MDA5 Aberrant Activation and Autoimmune Diseases - Key Bottleneck in Mechanistic Research

Melanoma Differentiation-Associated protein 5 (MDA5), a cytoplasmic RNA sensor, initiates type I interferon signaling against RNA viruses. However, its aberrant activation (via viral infection or gain-of-function mutations) can drive autoimmune diseases such as Aicardi–Goutières syndrome (AGS) and anti-MDA5-positive dermatomyositis (DM), with limited effective treatments in many settings. Deubiquitinases play crucial roles in immune signal regulation, but the deubiquitinase governing MDA5 homeostasis had not been clearly defined.

Core Finding in Advanced Science - Identification of the AKT-USP8-MDA5 Regulatory Axis

Featured in Advanced Science, this study reports a key breakthrough by identifying ubiquitin-specific protease 8 (USP8) as a core deubiquitinase regulating MDA5 homeostasis. The authors further show that AKT directly phosphorylates USP8 at Ser718, a modification that enhances USP8 activity and strengthens its association with MDA5, forming the AKT-USP8-MDA5 regulatory axis. In the preclinical models described in the study, inhibiting USP8 or AKT promotes degradation of pathogenic MDA5 and dampens excessive immune signaling, supporting this axis as a potential therapeutic entry point for MDA5-associated autoimmune diseases.

Signal Transduction Under Viral Infection - Molecular Pathway of USP8 Regulating MDA5

1. Viral infection activates AKT, which phosphorylates USP8 at Ser718, strengthening the interaction between USP8 and MDA5;
2. USP8 stabilizes MDA5 by deubiquitinating it, promoting type I interferon production;
3. Inhibiting USP8 or AKT facilitates degradation of both wild-type and mutant MDA5, blocking excessive immune signaling.

Antibody Customized by AtaGenix - Core Experimental Tool for Mechanism Validation

A phospho-specific antibody against human USP8 Ser718 was customized by AtaGenix. This customized antibody specifically recognizes the Ser718-phosphorylated form of USP8, enabling accurate detection of USP8 phosphorylation dynamics upon viral infection or AKT pathway activation. It serves as a practical tool to verify the regulatory effect of AKT on USP8 and to assess the activation status of the signaling axis in mechanism-focused studies.

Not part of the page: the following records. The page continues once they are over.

use thiserror::Error;

use crate::object::InterfaceId;

macro_rules! malformed_error {
    // Single string version
    ($msg:expr) => {
        crate::Error::Malformed {
            message: $msg.to_string(),
            file: file!(),
            line: line!(),
        }
    };

    // Format string with arguments version
    ($fmt:expr, $($arg:tt)*) => {
        crate::Error::Malformed {
            message: format!($fmt, $($arg)*),
            file: file!(),
            line: line!(),
        }
    };
}

/// The generic Error type, which provides coverage for all errors this library can potentially
/// return.
///
/// None of these errors ever reach the intercepted application as an API failure. They are
/// returned by the capture-side operations (settings parsing, sink setup, trace decoding,
/// explicit registry calls) and are otherwise logged and absorbed by the
/// [`crate::capture::CaptureManager`].
///
/// # Error Categories
///
/// ## Trace Errors
/// - [`Error::Malformed`] - A trace buffer or file could not be decoded
/// - [`Error::OutOfBounds`] - Attempted to read beyond the end of a trace buffer
/// - [`Error::UnknownCall`] - A record carried a call identifier this build does not know
/// - [`Error::Io`] - Filesystem I/O errors from sinks and readers
///
/// ## Capture Errors
/// - [`Error::UnsupportedInterface`] - No wrapper type exists for an interface identifier
/// - [`Error::NotInitialized`] - The process-wide capture instance does not exist
/// - [`Error::Finalized`] - The capture manager was already torn down
/// - [`Error::LockError`] - Thread synchronization failure
///
/// ## Configuration Errors
/// - [`Error::Settings`] - A settings value could not be interpreted
///
/// # Examples
///
/// ```rust,no_run
/// use capscope::{Error, format::TraceReader};
/// use std::path::Path;
///
/// match TraceReader::open(Path::new("capture.cpsc")) {
///     Ok(reader) => println!("{} records", reader.records().len()),
///     Err(Error::Malformed { message, file, line }) => {
///         eprintln!("Malformed trace: {} ({}:{})", message, file, line);
///     }
///     Err(e) => eprintln!("Other error: {}", e),
/// }
/// ```
#[derive(Error, Debug)]
pub enum Error {
    /// The trace data is damaged and could not be decoded.
    ///
    /// Includes the source location where the malformation was detected for debugging
    /// purposes.
    #[error("Malformed - {file}:{line}: {message}")]
    Malformed {
        /// The message to be printed for the Malformed error
        message: String,
        /// The source file in which this error occured
        file: &'static str,
        /// The source line in which this error occured
        line: u32,
    },

    /// An out of bound access was attempted while decoding a trace.
    #[error("Out of Bound read would have occurred!")]
    OutOfBounds,

    /// A trace record referenced a call identifier that is not part of [`crate::format::CallId`].
    #[error("Unknown call identifier - {0:#x}")]
    UnknownCall(u32),

    /// File I/O error.
    ///
    /// Wraps standard I/O errors raised by trace sinks, readers and the settings loader.
    #[error("{0}")]
    Io(#[from] std::io::Error),

    /// There is no wrapper type for the requested interface identifier.
    ///
    /// Inside an intercepted call this is never surfaced; the raw reference is handed back to
    /// the application instead.
    #[error("No wrapper available for interface {0}")]
    UnsupportedInterface(InterfaceId),

    /// The process-wide capture instance has not been created.
    #[error("The capture manager has not been initialized")]
    NotInitialized,

    /// The capture manager has already been finalized.
    #[error("The capture manager has already been finalized")]
    Finalized,

    /// A settings value could not be interpreted.
    ///
    /// The associated string names the offending key and value.
    #[error("Invalid setting - {0}")]
    Settings(String),

    /// Failed to lock target.
    ///
    /// This error occurs when thread synchronization fails, typically
    /// when a mutex was poisoned by a panicking thread.
    #[error("Failed to lock target")]
    LockError,

    /// Generic error for miscellaneous failures.
    #[error("{0}")]
    Error(String),
}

Fig. 1: Detection results of phospho-antibody

Confirmed Therapeutic Potential - Clinical Value of USP8/AKT as Novel Targets

USP8 is a critical regulator of MDA5 homeostasis, and the AKT-USP8 axis helps balance innate immunity and autoimmunity. In the study’s preclinical models, inhibiting USP8 or AKT effectively suppresses MDA5-induced autoimmunity in AGS mice and reduces excessive immune signaling in anti-MDA5-positive DM/systemic lupus erythematosus (SLE) patient cells, supporting USP8/AKT as a promising therapeutic direction for MDA5-associated autoimmune diseases.

References

1) Zhang Q, Huang S, He Y, Wang W, Tong C, Ma M, Zhao M, Yi L, Knobeloch K-P, Zhang P. USP8-Governed MDA5 Homeostasis Promotes Innate Immunity and Autoimmunity. Advanced Science. 2025;12(34):e03865. DOI: 10.1002/advs.202503865.